WHAT IS EXPECTED:
The stretch wanted below opens at the line containing "page (default: 60s)" and closes at the line containing "let lang = lang.trim();". Please return it exactly, with no other lines.

GIVEN RECORDS:
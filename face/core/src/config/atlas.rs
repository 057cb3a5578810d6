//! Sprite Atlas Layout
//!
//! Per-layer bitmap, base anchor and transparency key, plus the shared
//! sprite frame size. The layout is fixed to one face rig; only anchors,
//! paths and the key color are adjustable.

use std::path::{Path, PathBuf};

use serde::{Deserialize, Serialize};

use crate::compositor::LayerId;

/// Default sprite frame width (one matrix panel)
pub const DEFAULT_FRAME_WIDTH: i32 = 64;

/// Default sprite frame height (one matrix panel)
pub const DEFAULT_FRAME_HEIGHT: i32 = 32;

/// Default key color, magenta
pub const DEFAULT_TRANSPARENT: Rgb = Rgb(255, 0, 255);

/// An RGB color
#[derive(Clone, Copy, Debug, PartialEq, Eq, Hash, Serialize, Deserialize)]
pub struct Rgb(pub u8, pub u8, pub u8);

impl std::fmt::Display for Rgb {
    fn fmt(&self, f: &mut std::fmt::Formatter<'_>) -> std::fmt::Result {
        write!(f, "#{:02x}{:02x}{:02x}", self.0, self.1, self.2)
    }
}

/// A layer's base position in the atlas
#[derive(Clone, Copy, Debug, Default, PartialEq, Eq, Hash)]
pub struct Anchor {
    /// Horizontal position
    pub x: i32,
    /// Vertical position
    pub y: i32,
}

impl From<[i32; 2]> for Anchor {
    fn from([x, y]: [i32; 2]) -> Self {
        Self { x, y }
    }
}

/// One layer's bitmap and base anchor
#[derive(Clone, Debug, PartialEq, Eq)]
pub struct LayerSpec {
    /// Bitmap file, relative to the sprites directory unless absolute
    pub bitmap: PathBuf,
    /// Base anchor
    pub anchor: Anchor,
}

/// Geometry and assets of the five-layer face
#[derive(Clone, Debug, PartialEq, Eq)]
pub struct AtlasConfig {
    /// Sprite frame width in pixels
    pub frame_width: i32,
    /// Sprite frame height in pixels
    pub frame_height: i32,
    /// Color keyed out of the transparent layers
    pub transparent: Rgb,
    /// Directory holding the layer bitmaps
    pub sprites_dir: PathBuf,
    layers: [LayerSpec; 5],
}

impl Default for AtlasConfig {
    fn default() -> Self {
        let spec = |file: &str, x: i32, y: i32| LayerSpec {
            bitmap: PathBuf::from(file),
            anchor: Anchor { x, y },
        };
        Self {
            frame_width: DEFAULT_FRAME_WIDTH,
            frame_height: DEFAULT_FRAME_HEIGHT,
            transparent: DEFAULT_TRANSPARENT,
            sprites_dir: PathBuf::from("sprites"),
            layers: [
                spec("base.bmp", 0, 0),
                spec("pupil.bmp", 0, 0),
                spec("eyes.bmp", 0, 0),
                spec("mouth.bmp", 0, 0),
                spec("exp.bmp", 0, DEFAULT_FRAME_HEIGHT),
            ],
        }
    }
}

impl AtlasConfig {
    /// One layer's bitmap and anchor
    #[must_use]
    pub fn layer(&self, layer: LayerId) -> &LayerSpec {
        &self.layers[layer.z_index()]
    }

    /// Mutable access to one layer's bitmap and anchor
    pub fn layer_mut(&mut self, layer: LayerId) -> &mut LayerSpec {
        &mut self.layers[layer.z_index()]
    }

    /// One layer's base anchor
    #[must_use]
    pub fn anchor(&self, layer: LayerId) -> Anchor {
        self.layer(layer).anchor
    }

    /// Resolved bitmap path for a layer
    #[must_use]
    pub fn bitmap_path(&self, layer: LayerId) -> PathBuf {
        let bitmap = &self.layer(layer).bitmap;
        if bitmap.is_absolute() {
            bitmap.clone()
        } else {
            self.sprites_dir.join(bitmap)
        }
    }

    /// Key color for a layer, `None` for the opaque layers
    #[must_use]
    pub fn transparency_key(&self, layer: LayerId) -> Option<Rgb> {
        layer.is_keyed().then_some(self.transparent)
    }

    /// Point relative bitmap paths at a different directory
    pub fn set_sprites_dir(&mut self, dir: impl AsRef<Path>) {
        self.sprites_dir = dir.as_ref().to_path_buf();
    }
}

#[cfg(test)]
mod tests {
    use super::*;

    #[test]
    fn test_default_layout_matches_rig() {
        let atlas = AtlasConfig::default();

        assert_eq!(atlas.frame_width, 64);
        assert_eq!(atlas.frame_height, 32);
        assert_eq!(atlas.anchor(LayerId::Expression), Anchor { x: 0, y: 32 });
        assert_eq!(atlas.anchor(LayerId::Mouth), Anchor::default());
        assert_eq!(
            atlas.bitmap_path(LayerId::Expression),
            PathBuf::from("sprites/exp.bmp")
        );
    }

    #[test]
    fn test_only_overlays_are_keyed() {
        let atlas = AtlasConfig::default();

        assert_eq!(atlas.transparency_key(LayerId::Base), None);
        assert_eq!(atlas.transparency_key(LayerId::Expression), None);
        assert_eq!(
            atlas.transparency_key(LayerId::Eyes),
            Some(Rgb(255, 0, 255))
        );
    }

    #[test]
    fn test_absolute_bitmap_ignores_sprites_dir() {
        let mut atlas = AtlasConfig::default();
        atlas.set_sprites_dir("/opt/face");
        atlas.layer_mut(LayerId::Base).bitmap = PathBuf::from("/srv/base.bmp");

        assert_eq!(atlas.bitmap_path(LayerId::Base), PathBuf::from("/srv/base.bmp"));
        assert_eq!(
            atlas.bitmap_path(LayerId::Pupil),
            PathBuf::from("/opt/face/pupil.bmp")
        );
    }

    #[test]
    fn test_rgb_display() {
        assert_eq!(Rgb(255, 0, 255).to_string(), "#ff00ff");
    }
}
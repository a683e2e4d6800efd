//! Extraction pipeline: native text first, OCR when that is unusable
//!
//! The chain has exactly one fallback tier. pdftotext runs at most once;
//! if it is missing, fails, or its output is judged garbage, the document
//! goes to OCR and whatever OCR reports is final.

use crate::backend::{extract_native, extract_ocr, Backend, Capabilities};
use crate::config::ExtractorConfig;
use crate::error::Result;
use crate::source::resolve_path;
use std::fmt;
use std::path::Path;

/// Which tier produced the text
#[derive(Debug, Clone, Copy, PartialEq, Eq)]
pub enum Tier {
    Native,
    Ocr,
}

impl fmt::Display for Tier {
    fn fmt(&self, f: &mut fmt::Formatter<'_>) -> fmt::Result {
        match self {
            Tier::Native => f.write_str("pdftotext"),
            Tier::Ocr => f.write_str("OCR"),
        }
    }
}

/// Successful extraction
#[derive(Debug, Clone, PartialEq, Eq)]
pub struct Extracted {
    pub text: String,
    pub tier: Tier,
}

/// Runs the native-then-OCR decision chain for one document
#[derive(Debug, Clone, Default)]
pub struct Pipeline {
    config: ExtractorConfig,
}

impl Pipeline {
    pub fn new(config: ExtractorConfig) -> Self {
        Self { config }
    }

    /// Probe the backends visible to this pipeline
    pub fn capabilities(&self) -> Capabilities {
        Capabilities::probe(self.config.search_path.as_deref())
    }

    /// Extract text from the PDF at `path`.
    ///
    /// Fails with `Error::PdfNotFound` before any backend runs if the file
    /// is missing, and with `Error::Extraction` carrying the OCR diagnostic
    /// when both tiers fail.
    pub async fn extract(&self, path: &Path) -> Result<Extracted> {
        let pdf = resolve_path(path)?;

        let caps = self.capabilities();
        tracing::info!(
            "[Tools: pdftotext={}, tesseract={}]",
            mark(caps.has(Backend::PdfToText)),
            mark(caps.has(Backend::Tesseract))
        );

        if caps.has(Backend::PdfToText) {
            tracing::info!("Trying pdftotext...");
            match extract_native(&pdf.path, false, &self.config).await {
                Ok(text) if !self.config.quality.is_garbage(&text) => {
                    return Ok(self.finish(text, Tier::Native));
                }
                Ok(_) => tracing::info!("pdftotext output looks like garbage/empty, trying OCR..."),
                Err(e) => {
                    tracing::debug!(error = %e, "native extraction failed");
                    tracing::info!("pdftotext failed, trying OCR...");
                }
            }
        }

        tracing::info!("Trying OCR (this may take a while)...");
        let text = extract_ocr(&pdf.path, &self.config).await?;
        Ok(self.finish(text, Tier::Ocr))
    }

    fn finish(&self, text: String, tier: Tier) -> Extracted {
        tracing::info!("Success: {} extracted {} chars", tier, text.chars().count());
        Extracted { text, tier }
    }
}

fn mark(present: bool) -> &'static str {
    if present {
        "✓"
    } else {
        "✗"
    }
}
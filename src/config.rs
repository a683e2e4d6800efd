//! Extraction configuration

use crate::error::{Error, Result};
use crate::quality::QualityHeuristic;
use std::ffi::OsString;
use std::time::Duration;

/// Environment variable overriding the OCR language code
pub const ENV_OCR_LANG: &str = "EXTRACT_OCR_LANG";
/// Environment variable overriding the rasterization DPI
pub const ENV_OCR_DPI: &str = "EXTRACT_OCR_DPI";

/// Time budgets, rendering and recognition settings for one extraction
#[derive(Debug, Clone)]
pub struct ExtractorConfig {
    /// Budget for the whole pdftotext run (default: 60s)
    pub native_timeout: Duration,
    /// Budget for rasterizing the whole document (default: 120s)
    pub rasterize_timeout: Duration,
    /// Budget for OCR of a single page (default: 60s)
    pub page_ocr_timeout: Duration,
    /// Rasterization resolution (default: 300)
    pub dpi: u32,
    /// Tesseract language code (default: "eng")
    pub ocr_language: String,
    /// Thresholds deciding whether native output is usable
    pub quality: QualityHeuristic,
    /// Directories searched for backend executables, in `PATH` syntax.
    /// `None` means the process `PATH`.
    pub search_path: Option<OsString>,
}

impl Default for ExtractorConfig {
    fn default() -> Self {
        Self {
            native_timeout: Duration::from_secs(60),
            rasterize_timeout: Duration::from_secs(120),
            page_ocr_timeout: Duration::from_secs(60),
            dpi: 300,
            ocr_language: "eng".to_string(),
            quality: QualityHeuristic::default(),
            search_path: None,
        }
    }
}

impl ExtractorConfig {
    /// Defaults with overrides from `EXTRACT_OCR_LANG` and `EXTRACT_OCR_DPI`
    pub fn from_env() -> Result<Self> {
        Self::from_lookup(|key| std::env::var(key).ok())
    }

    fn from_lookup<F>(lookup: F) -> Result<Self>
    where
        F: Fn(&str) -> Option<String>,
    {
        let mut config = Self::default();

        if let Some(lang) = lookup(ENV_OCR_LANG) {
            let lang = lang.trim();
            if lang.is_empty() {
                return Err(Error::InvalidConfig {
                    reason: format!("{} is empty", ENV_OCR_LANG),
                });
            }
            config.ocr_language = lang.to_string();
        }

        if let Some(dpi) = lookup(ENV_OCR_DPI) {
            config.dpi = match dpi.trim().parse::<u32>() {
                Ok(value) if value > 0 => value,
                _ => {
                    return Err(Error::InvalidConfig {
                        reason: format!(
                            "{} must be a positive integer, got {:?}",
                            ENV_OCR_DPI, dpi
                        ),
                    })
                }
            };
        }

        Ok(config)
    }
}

YOUR SOLUTION:
    /// Budget for OCR of a single page (default: 60s)
    pub page_ocr_timeout: Duration,
    /// Rasterization resolution (default: 300)
    pub dpi: u32,
    /// Tesseract language code (default: "eng")
    pub ocr_language: String,
    /// Thresholds deciding whether native output is usable
    pub quality: QualityHeuristic,
    /// Directories searched for backend executables, in `PATH` syntax.
    /// `None` means the process `PATH`.
    pub search_path: Option<OsString>,
}

impl Default for ExtractorConfig {
    fn default() -> Self {
        Self {
            native_timeout: Duration::from_secs(60),
            rasterize_timeout: Duration::from_secs(120),
            page_ocr_timeout: Duration::from_secs(60),
            dpi: 300,
            ocr_language: "eng".to_string(),
            quality: QualityHeuristic::default(),
            search_path: None,
        }
    }
}

impl ExtractorConfig {
    /// Defaults with overrides from `EXTRACT_OCR_LANG` and `EXTRACT_OCR_DPI`
    pub fn from_env() -> Result<Self> {
        Self::from_lookup(|key| std::env::var(key).ok())
    }

    fn from_lookup<F>(lookup: F) -> Result<Self>
    where
        F: Fn(&str) -> Option<String>,
    {
        let mut config = Self::default();

        if let Some(lang) = lookup(ENV_OCR_LANG) {
            let lang = lang.trim();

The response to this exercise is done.